The sample size of both cases and controls was small. The cases sample was limited to the number of patients receiving VEs in our practice. The number of controls was selected to roughly match the number cases. Patients were accepted as controls if they were postmenopausal, receiving an AI in the adjuvant setting without known recurrence, and completed all their local therapy. They were not matched for other possible variables such as compliance, body mass index, prior chemotherapy, or others that might influence the outcome. It is unlikely that matching such a small number of patients would give any further insight. Furthermore, our control patients' E2 levels are consistent with the literature, and each case served as their own control with a baseline E2 level.8
Taken together, these findings have immediate clinical implications. They indicate that VE therapy, although effective in treating atrophic vaginitis, may have adverse effects with regard to breast cancer treatment, as previously reported, large prospective studies have demonstrated worse cancer outcomes in the setting of estrogenic effect in women taking tamoxifen with an AI.20
It is possible that exposure of occult breast cancer to intermittent estrogens may not be detrimental. However, there is no research to substantiate this view.
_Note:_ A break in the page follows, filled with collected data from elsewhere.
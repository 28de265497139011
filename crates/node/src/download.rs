//! Download planning: which byte ranges of which files make up a response.

use crate::error::{NodeError, NodeResult};
use crate::locker::IndexKey;
use crate::service::{NodeService, blocking};
use shoal_core::index::{self, IndexSource};
use shoal_core::indexer::FORMAT_ARRAY;
use shoal_core::node::{NodeBody, SIZE_INDEX};
use shoal_core::{DynamicIdx, IndexRecord, Node, PartSpec, SizeIndex};
use shoal_storage::segment::{self, Segment};
use shoal_storage::ByteStream;

/// The resolved byte ranges of a download.
#[derive(Clone, Debug, PartialEq, Eq)]
pub struct DownloadPlan {
    pub file_name: String,
    pub size: u64,
    pub segments: Vec<Segment>,
}

impl NodeService {
    /// Byte ranges of the node's own physical bytes.
    ///
    /// Subset nodes resolve through their compressed companion index into the
    /// parent's data file. Virtual nodes have no physical bytes.
    pub(crate) async fn concrete_segments(&self, node: &Node) -> NodeResult<Vec<Segment>> {
        let data = self.data_location(node);
        match &node.body {
            NodeBody::Virtual => Err(NodeError::Internal(format!(
                "virtual node {} has no physical bytes",
                node.id
            ))),
            NodeBody::Subset(subset) => {
                let companion = subset.index.path.clone();
                let records = blocking(move || {
                    let idx = DynamicIdx::open(&companion)?;
                    let len = idx.count();
                    if len == 0 {
                        return Ok(Vec::new());
                    }
                    Ok(idx.records(1, len)?)
                })
                .await?;
                Ok(records
                    .into_iter()
                    .map(|r| Segment::new(data.clone(), r.offset, r.length))
                    .collect())
            }
            _ => Ok(vec![Segment::whole(data, node.file.size)]),
        }
    }

    /// Byte ranges of the node's logical file, following virtual parts.
    pub async fn logical_segments(&self, node: &Node) -> NodeResult<Vec<Segment>> {
        if !node.is_virtual() {
            return self.concrete_segments(node).await;
        }
        let mut segments = Vec::new();
        for id in &node.file.virtual_parts {
            let part = self.get(id).await?;
            segments.extend(self.concrete_segments(&part).await?);
        }
        Ok(segments)
    }

    /// Plan a download of the whole file or of `part` through the named index.
    pub async fn plan_download(
        &self,
        node: &Node,
        part: Option<(&str, &PartSpec)>,
    ) -> NodeResult<DownloadPlan> {
        if !node.has_file() {
            return Err(NodeError::NotFound(format!("node {} has no file", node.id)));
        }
        if self.locks.files.get(&node.id).is_some() {
            return Err(NodeError::FileLocked(node.id));
        }

        let segments = match part {
            None => self.logical_segments(node).await?,
            Some((index_name, spec)) => self.part_segments(node, index_name, spec).await?,
        };
        Ok(DownloadPlan {
            file_name: node.file.name.clone(),
            size: segment::total_len(&segments),
            segments,
        })
    }

    async fn part_segments(
        &self,
        node: &Node,
        index_name: &str,
        spec: &PartSpec,
    ) -> NodeResult<Vec<Segment>> {
        if self
            .locks
            .indexes
            .get(&IndexKey::new(node.id, index_name))
            .is_some()
        {
            return Err(NodeError::IndexLocked {
                id: node.id,
                index: index_name.to_string(),
            });
        }
        let info = node
            .indexes
            .get(index_name)
            .ok_or_else(|| shoal_core::Error::IndexNotFound(index_name.to_string()))?;

        if index_name == SIZE_INDEX {
            let sizes = SizeIndex::new(info.avg_unit_size, node.file.size);
            let record = index::part(&sizes, spec)?;
            let logical = self.logical_segments(node).await?;
            return Ok(segment::slice(&logical, record.offset, record.length));
        }

        // bai and other opaque formats are not (offset, length) arrays
        if info.format != FORMAT_ARRAY {
            return Err(NodeError::invalid(format!(
                "index {index_name} has format {} and cannot address parts",
                info.format
            )));
        }

        let path = self.storage.layout().index_path(&node.id, index_name)?;
        if !self.storage.exists(&path).await? {
            return Err(shoal_core::Error::IndexNotFound(index_name.to_string()).into());
        }
        let gapped = info.index_type == "subset";
        let spec = *spec;
        let records: Vec<IndexRecord> = blocking(move || {
            let idx = DynamicIdx::open(&path)?;
            if gapped {
                Ok(index::range(&idx, &spec)?)
            } else {
                Ok(vec![index::part(&idx, &spec)?])
            }
        })
        .await?;

        // a subset node's parent index addresses the parent's data file directly
        let direct = matches!(&node.body, NodeBody::Subset(s) if s.parent.index_name == index_name);
        if direct {
            let data = self.data_location(node);
            return Ok(records
                .into_iter()
                .map(|r| Segment::new(data.clone(), r.offset, r.length))
                .collect());
        }
        let logical = self.logical_segments(node).await?;
        Ok(records
            .into_iter()
            .flat_map(|r| segment::slice(&logical, r.offset, r.length))
            .collect())
    }

    /// Stream the bytes of a plan.
    pub async fn open_download(&self, plan: &DownloadPlan) -> NodeResult<ByteStream> {
        Ok(self.storage.read_segments(plan.segments.clone()).await?)
    }
}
Unfortunately, antiestrogenic cancer treatments do cause considerable vaginal toxicity, for which, short of estrogen treatment, there are few good alternatives. Several studies have documented that lack of adherence and/or persistence to SERMs and AI is quite high, despite their life-saving benefits, as a result of postmenopausal symptomatology, including atrophic vaginitis.30–33
Over-the-counter nonhormonal vaginal moisturizers and lubricants appear to be only modestly helpful.34–36
There is little research support for vaginal testosterone, dehydroepiandrosterone, or other hormonal interventions.37
Furthermore, these hormones serve as precursors for estrogenic compounds via aromatization. Although it is not known whether pharmacologic use of precursors increases estradiol levels, one must have some concern about this possibility.
A lower dose estradiol vaginal tablet has recently replaced the higher dose. A 17 beta-estradiol tablet formulation is now available in a 10-μg tablet. When compared with the 25-μg 17 beta-estradiol vaginal tablet used in this study, there is similar symptom relief. There is less systemic absorption after both initial and chronic use.38,39
However, the assays used in these studies may be less sensitive than the extraction radioimmunoassay in this study. This formulation has not been reported in breast cancer survivors on an AI or tamoxifen. A prospective trial of the 10-μg tablet is underway.40
In summary, our data suggest that intravaginal estrogen preparations, although attractive for the treatment of postmenopausal atrophic vaginitis, should be used with caution for women with hormone receptor–positive breast cancer taking antiestrogen therapy. For women with symptomatic vaginal atrophy, nonhormonal vaginal moisturizers and lubricants should be tried. For those without symptomatic relief who request intervention to improve their quality of life or compliance, the known risks and benefits should be discussed with their physician.